22 Temmuz 2020 Çarşamba

İSTANBUL SÖZLEŞMESİ NEDİR?

İstanbul sözleşmesi nedir?
İstanbul Sözleşmesi’nin diğer adı Kadınlara Yönelik Şiddet ve Aile İçi Şiddetin Önlenmesi ve Bunlarla Mücadeleye İlişkin Avrupa Konseyi Sözleşmesi’dir. 
Bu sözleşmenin önemi, kadına karşı şiddetin ve aile içi şiddetin sözleşmede belirlenen temel standartlar çerçevesinde önlenmesidir. Aynı zamanda sözleşmeye taraf devletlerin bu konudaki yükümlülüklerini de belirleyen bir uluslararası insan hakları sözleşmesi olduğunu belirtmek gerekir. Çünkü kadın hakkı demek insan hakkı demektir. Sözleşmede amaç; bir kadına yönelik uygulanan şiddetin sadece tüm kadınlara değil aynı zamanda tüm insanlığa karşı da yapılan bir şiddet olduğunu vurgulamaktır.

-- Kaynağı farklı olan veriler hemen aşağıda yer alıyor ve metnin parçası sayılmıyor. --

impl TextBuffer {
    /// 空のバッファ（空行1行）を作成
    pub fn new() -> Self {
        Self::with_tab_size(DEFAULT_TAB_SIZE)
    }

    pub fn with_tab_size(tab_size: usize) -> Self {
        Self {
            lines: vec![Line::new()],
            tab_size: clamp_tab_size(tab_size),
            changes: Vec::new(),
        }
    }

    /// 文字列からバッファを作成（変更イベントは残さない）
    pub fn from_text(text: &str) -> Self {
        let mut buffer = Self::new();
        buffer.set_text(text);
        buffer.changes.clear();
        buffer
    }

    pub fn tab_size(&self) -> usize {
        self.tab_size
    }

    pub fn set_tab_size(&mut self, tab_size: usize) {
        self.tab_size = clamp_tab_size(tab_size);
    }

    pub fn line_count(&self) -> usize {
        self.lines.len()
    }

    pub fn lines(&self) -> &[Line] {
        &self.lines
    }

    pub fn line(&self, index: usize) -> Option<&Line> {
        self.lines.get(index)
    }

    pub(crate) fn line_mut(&mut self, index: usize) -> Option<&mut Line> {
        self.lines.get_mut(index)
    }

    /// 行の文字列（範囲外なら空文字列）
    pub fn line_text(&self, index: usize) -> String {
        self.lines.get(index).map(Line::text).unwrap_or_default()
    }

    /// 全行の文字列
    pub fn text_lines(&self) -> Vec<String> {
        self.lines.iter().map(Line::text).collect()
    }

    /// 蓄積された構造変更を取り出す
    pub fn take_changes(&mut self) -> Vec<TextChange> {
        std::mem::take(&mut self.changes)
    }

    /// 未配信の構造変更があるか
    pub fn has_pending_changes(&self) -> bool {
        !self.changes.is_empty()
    }

    // ---- 全体置換 -------------------------------------------------------

    /// `\n` で分割して全行を置き換える（`\r` は無視）
    pub fn set_text(&mut self, text: &str) {
        self.lines = text.split('\n').map(Line::from_str).collect();
        self.changes.push(TextChange::AllTextReplaced);
    }

    /// 行の配列で全行を置き換える
    pub fn set_text_lines<S: AsRef<str>>(&mut self, lines: &[S]) {
        self.lines = lines.iter().map(|l| Line::from_str(l.as_ref())).collect();
        if self.lines.is_empty() {
            self.lines.push(Line::new());
        }
        self.changes.push(TextChange::AllTextReplaced);
    }

    // ---- テキスト取得 -----------------------------------------------------

    /// 2点間の文字列を取得する（改行は `newline` で出力）
    pub fn text(&self, start: Coordinates, end: Coordinates, newline: &str) -> String {
        let start = self.sanitize_coordinates(start);
        let end = self.sanitize_coordinates(end);
        if end <= start {
            return String::new();
        }

        let mut line_no = start.line;
        let mut index = self.character_index(start).unwrap_or(0);
        let end_index = self.character_index(end).unwrap_or(0);
        let mut out = String::new();

        while index < end_index || line_no < end.line {
            let line = &self.lines[line_no];
            if index < line.len() {
                out.push(line[index].ch);
                index += 1;
            } else {
                index = 0;
                line_no += 1;
                out.push_str(newline);
            }
        }

        out
    }

    /// 全文を取得
    pub fn all_text(&self, newline: &str) -> String {
        self.text(Coordinates::origin(), self.end_coordinates(), newline)
    }

    /// バッファ末尾の座標
    pub fn end_coordinates(&self) -> Coordinates {
        let last = self.lines.len() - 1;
        Coordinates::new(last, self.line_max_column(last))
    }

    // ---- 座標変換 -------------------------------------------------------

    fn next_column(&self, column: usize, ch: char) -> usize {
        if ch == '\t' {
            column / self.tab_size * self.tab_size + self.tab_size
        } else {
            column + 1
        }
    }

    /// 表示列から文字インデックスを求める（行が範囲外なら `None`）
    ///
    /// タブの途中を指す列は、その列に到達した最初のインデックスになる。
    pub fn character_index(&self, at: Coordinates) -> Option<usize> {
        let line = self.lines.get(at.line)?;
        let mut column = 0;
        let mut index = 0;
        while index < line.len() && column < at.column {
            column = self.next_column(column, line[index].ch);
            index += 1;
        }
        Some(index)
    }

    /// 文字インデックスから表示列を求める
    pub fn character_column(&self, line: usize, index: usize) -> usize {
        self.lines.get(line).map_or(0, |l| {
            l.iter()
                .take(index)
                .fold(0, |column, g| self.next_column(column, g.ch))
        })
    }

    /// 行全体の表示幅
    pub fn line_max_column(&self, line: usize) -> usize {
        self.lines.get(line).map_or(0, |l| {
            l.iter().fold(0, |column, g| self.next_column(column, g.ch))
        })
    }

    /// 座標をバッファの有効範囲へ丸める
    pub fn sanitize_coordinates(&self, at: Coordinates) -> Coordinates {
        if at.line >= self.lines.len() {
            let last = self.lines.len() - 1;
            Coordinates::new(last, self.line_max_column(last))
        } else {
            Coordinates::new(at.line, at.column.min(self.line_max_column(at.line)))
        }
    }

    fn check_line(&self, line: usize) -> Result<()> {
        if line < self.lines.len() {
            Ok(())
        } else {
            Err(BufferError::LineOutOfRange {
                line,
                line_count: self.lines.len(),
            })
        }
    }

    // ---- 変更操作 -------------------------------------------------------

    /// 文字列を挿入し、処理した改行の数を返す
    ///
    /// `at` は挿入後の末尾位置へ更新される。`\r` は無視する。
    pub fn insert_text_at(&mut self, at: &mut Coordinates, text: &str) -> usize {
        *at = self.sanitize_coordinates(*at);
        let mut index = self.character_index(*at).unwrap_or(0);

        let mut segments = text.split('\n');
        let first = segments.next().unwrap_or("");
        index += self.lines[at.line].insert_str(index, first);

        let mut new_lines: Vec<Line> = segments.map(Line::from_str).collect();
        let inserted = new_lines.len();
        if inserted > 0 {
            let tail = self.lines[at.line].split_off(index);
            let last = &mut new_lines[inserted - 1];
            index = last.len();
            last.append(tail);

            let first_new = at.line + 1;
            self.lines.splice(first_new..first_new, new_lines);
            self.changes
                .extend((first_new..first_new + inserted).map(TextChange::LineInserted));
            at.line += inserted;
        }

        at.column = self.character_column(at.line, index);
        inserted
    }

    /// 1文字を挿入し、挿入後の位置を返す
    pub fn insert_char_at(&mut self, at: Coordinates, ch: char) -> Coordinates {
        let mut end = at;
        let mut encoded = [0u8; 4];
        self.insert_text_at(&mut end, ch.encode_utf8(&mut encoded));
        end
    }

    /// 行内の文字範囲 `[start, end)` を削除し、削除文字列を返す
    pub fn remove_in_line(&mut self, line: usize, start: usize, end: usize) -> Result<String> {
        self.check_line(line)?;
        let target = &mut self.lines[line];
        if start > end || end > target.len() {
            return Err(BufferError::InvalidCharRange { line, start, end });
        }
        Ok(target.remove_range(start..end))
    }

    /// 2点間を削除する
    ///
    /// 複数行にまたがる場合、削除された行は1つの `LinesRemoved` として記録する。
    pub fn delete_range(&mut self, start: Coordinates, end: Coordinates) -> Result<()> {
        if end < start {
            log::error!("delete_range called with inverted range {} .. {}", start, end);
            return Err(BufferError::InvertedRange { start, end });
        }
        if end == start {
            return Ok(());
        }
        self.check_line(start.line)?;
        self.check_line(end.line)?;

        let start_index = self.character_index(start).unwrap_or(0);
        let end_index = self.character_index(end).unwrap_or(0);

        if start.line == end.line {
            if end.column >= self.line_max_column(start.line) {
                self.lines[start.line].truncate(start_index);
            } else {
                self.lines[start.line].remove_range(start_index..end_index);
            }
        } else {
            let tail = self.lines[end.line].split_off(end_index);
            let first = &mut self.lines[start.line];
            first.truncate(start_index);
            first.append(tail);
            self.remove_lines(start.line + 1, end.line)?;
        }

        Ok(())
    }

    /// 行を挿入する
    pub fn insert_line(&mut self, index: usize, line: Line) -> Result<()> {
        if index > self.lines.len() {
            return Err(BufferError::LineOutOfRange {
                line: index,
                line_count: self.lines.len(),
            });
        }
        self.lines.insert(index, line);
        self.changes.push(TextChange::LineInserted(index));
        Ok(())
    }

    /// 行を削除する（最後の1行は削除できない）
    pub fn remove_line(&mut self, index: usize) -> Result<()> {
        self.remove_lines(index, index)
    }

    /// `[start, end]`（両端含む）の行を削除する
    pub fn remove_lines(&mut self, start: usize, end: usize) -> Result<()> {
        if start > end {
            return Err(BufferError::InvertedRange {
                start: Coordinates::new(start, 0),
                end: Coordinates::new(end, 0),
            });
        }
        self.check_line(end)?;
        if end - start + 1 >= self.lines.len() {
            log::error!("refusing to remove lines {}..={}: buffer would be empty", start, end);
            return Err(BufferError::LastLine);
        }

        self.lines.drain(start..=end);
        self.changes.push(TextChange::LinesRemoved { start, end });
        Ok(())
    }

    /// 行末へ文字列を連結する
    pub fn append_to_line(&mut self, index: usize, text: &str) -> Result<()> {
        self.check_line(index)?;
        let line = &mut self.lines[index];
        let len = line.len();
        line.insert_str(len, text);
        Ok(())
    }

    // ---- 単語境界 -------------------------------------------------------

    /// 単語の先頭を探す
    ///
    /// 直前の空白の連続を1つ飛ばし、同じ色分類が続く限り後退する。
    pub fn find_word_start(&self, at: Coordinates) -> Coordinates {
        let Some(line) = self.lines.get(at.line) else {
            return at;
        };
        let Some(mut index) = self.character_index(at) else {
            return at;
        };
        if index >= line.len() {
            return at;
        }

        while index > 0 && line[index].ch.is_whitespace() {
            index -= 1;
        }

        let color = line[index].color;
        while index > 0 {
            let prev = line[index - 1];
            if prev.ch.is_whitespace() || prev.color != color {
                break;
            }
            index -= 1;
        }

        Coordinates::new(at.line, self.character_column(at.line, index))
    }

    /// 単語の末尾を探す
    ///
    /// 色分類が変わるか、空白/非空白が切り替わった所で止まる。
    /// 単語に続く空白は末尾に含める。
    pub fn find_word_end(&self, at: Coordinates) -> Coordinates {
        let Some(line) = self.lines.get(at.line) else {
            return at;
        };
        let Some(mut index) = self.character_index(at) else {
            return at;
        };
        if index >= line.len() {
            return at;
        }

        let starts_in_space = line[index].ch.is_whitespace();
        let color = line[index].color;
        while index < line.len() {
            let glyph = line[index];
            if glyph.color != color {
                break;
            }
            if starts_in_space != glyph.ch.is_whitespace() {
                if glyph.ch.is_whitespace() {
                    while index < line.len() && line[index].ch.is_whitespace() {
                        index += 1;
                    }
                }
                break;
            }
            index += 1;
        }

        Coordinates::new(at.line, self.character_column(at.line, index))
    }

    /// 次の単語の先頭を探す
    ///
    /// 現在単語の中にいればそれを飛ばし、英数字の最初の文字まで進む。
    /// バッファ末尾に達したら最終行の行末を返す。
    pub fn find_next_word(&self, at: Coordinates) -> Coordinates {
        if at.line >= self.lines.len() {
            return at;
        }

        let mut line_no = at.line;
        let mut index = self.character_index(at).unwrap_or(0);
        let mut skip = self.lines[line_no]
            .get(index)
            .map_or(false, |g| g.ch.is_alphanumeric());

        loop {
            let Some(line) = self.lines.get(line_no) else {
                return self.end_coordinates();
            };
            match line.get(index) {
                Some(glyph) => {
                    let is_word = glyph.ch.is_alphanumeric();
                    if is_word && !skip {
                        return Coordinates::new(line_no, self.character_column(line_no, index));
                    }
                    if !is_word {
                        skip = false;
                    }
                    index += 1;
                }
                None => {
                    line_no += 1;
                    index = 0;
                    skip = false;
                }
            }
        }
    }

    /// 単語境界上にあるか
    pub fn is_on_word_boundary(&self, at: Coordinates) -> bool {
        if at.line >= self.lines.len() || at.column == 0 {
            return true;
        }
        let line = &self.lines[at.line];
        let index = self.character_index(at).unwrap_or(0);
        if index == 0 || index >= line.len() {
            return true;
        }

        let (prev, current) = (line[index - 1], line[index]);
        prev.color != current.color || prev.ch.is_whitespace() != current.ch.is_whitespace()
    }

    /// 1文字進める（行末なら次行の先頭へ）
    pub fn advance(&self, at: Coordinates) -> Coordinates {
        let Some(line) = self.lines.get(at.line) else {
            return at;
        };
        let index = self.character_index(at).unwrap_or(0);
        if index < line.len() {
            Coordinates::new(at.line, self.character_column(at.line, index + 1))
        } else if at.line + 1 < self.lines.len() {
            Coordinates::new(at.line + 1, 0)
        } else {
            at
        }
    }
}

Sözleşmede bahse konu amacın yanı sıra 4 temel prensip bulunmaktadır. Avrupa Konseyi tarafından belirlenmiş prensipler şunlardır:
  • Kadına yönelik her türlü şiddetin ve ev içi şiddetin önlenmesi,
  • Şiddet mağdurlarının korunması kapsamında gerçekleştirilen ceza yargılamasının düzgün bir şekilde yürütülmesi,
  • Kadına yönelik işlenen suçların cezasız kalmaması ve suçluların cezalandırılması,
  • Kadına karşı şiddet ile mücadele alanında bütüncül, önleyici, koruyucu politikaların tüm kurumlarca yapılacak bir iş birliği ile hayata geçirilmesidir.


Türkiye İstanbul Sözleşmesi’ni 12.03.2012 tarihinde imzalamıştır.  Uluslararası hukukta kadına karşı şiddeti ya da ayrımcılığı yasaklayan pek çok uluslararası düzenleme bulunsa da İstanbul Sözleşmesi, kapsamı ve oluşturduğu denetim mekanizması sayesinde diğer düzenlemelerden farklı bir sözleşmedir. Bağlayıcılığı, ülkeleri bir denetim mekanizmasına tabi tutmaktadır.  Mağdur kadının ailevi bağı olup olmadığına bakılmaksızın ev içi şiddetin (evli olsun olmasın aile ve özel hayat sınırları içerisinde kadının alanını ihlal eden herhangi biri tarafından yöneltilen şiddet) ve kadınlara yönelik her türlü şiddetin önlenmesi açısından şiddetle mücadeleye ilişkin standartlar öngören ve Avrupa ülkelerini hukuki olarak bağlayan ilk uluslararası sözleşme olmasının önemini ayrıca belirtmek gerekir. Mağdur kadının haklarının korunmasına yönelik tedbirlerin alınmasını ve kadının seçtiği toplumsal kimliği ne olursa olsun ayrımcılık gözetilmeden korunmasını garanti eden ilk uluslararası sözleşmenin toplumumuzda önemi bir hayli fazladır.